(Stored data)
- - - - - - -
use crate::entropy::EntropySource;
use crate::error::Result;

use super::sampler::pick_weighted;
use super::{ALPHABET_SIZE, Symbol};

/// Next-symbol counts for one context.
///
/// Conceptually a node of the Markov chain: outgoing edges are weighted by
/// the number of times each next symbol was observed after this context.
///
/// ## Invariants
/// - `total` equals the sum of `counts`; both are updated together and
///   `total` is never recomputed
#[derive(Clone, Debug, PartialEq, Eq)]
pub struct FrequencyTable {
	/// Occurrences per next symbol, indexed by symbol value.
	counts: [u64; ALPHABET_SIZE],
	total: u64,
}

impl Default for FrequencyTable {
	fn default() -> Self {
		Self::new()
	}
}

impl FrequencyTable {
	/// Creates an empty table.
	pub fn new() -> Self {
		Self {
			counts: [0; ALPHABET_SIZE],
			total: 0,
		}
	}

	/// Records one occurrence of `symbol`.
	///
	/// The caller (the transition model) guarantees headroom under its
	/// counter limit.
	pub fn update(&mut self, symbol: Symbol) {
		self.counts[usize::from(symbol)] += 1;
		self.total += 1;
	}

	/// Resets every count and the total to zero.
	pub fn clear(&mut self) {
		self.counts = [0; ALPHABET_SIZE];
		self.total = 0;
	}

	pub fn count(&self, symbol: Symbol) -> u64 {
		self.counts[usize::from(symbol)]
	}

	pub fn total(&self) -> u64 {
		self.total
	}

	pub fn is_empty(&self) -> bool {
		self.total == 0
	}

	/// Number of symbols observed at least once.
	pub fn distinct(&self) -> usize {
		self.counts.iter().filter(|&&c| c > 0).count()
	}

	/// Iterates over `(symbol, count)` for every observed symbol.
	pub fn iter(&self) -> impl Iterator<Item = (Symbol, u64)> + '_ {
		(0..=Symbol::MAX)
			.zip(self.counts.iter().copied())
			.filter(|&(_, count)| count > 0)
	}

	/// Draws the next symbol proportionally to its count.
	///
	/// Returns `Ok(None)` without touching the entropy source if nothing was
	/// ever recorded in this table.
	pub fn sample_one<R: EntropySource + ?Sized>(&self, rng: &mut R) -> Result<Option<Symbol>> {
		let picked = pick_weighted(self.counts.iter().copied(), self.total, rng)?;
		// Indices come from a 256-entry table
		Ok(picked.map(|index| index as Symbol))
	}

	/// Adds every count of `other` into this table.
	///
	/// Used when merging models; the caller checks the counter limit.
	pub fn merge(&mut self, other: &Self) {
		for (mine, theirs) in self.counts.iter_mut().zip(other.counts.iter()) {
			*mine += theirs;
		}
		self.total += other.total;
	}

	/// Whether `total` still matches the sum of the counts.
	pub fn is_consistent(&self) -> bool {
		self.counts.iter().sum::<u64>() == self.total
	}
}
- - - - - - -
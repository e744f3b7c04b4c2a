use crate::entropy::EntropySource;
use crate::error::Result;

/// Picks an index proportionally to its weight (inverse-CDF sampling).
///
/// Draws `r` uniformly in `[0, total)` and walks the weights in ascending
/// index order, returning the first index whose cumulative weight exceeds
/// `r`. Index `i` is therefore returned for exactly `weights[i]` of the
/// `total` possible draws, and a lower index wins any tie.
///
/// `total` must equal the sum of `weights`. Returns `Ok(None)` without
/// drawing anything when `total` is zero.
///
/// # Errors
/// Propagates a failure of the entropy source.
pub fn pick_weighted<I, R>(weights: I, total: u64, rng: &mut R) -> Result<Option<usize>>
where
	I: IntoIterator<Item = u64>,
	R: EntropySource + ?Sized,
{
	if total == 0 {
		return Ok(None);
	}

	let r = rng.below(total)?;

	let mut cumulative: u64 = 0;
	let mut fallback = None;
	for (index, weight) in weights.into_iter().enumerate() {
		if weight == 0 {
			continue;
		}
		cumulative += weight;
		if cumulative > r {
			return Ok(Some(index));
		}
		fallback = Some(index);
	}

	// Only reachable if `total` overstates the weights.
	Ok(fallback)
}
- - - - - - -
Task instructions:
All lines in the preceding records that hold the word "theirs" need to be copied.

Task response:
		for (mine, theirs) in self.counts.iter_mut().zip(other.counts.iter()) {
			*mine += theirs;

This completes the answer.